─── Dataset content

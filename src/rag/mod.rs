//! Retrieval helper for prompt enrichment.
//!
//! The orchestrator asks a [`ContextRetriever`] for text related to the
//! player's latest message and, if there is any, appends it to the system
//! prompt. A retriever that fails to load is simply not installed.

pub mod core;
pub mod keyword;
pub mod types;

pub use self::core::{enrich_messages, ContextRetriever, CONTEXT_HEADER, CONTEXT_SUFFIX};
pub use keyword::KeywordRetriever;
pub use types::{CorpusRecord, SearchResult};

──────

◆ **What is being asked**
Among the entries above, how many lines hold the string "prompt"? Answer with the number only.

◆ **Result of this task**
2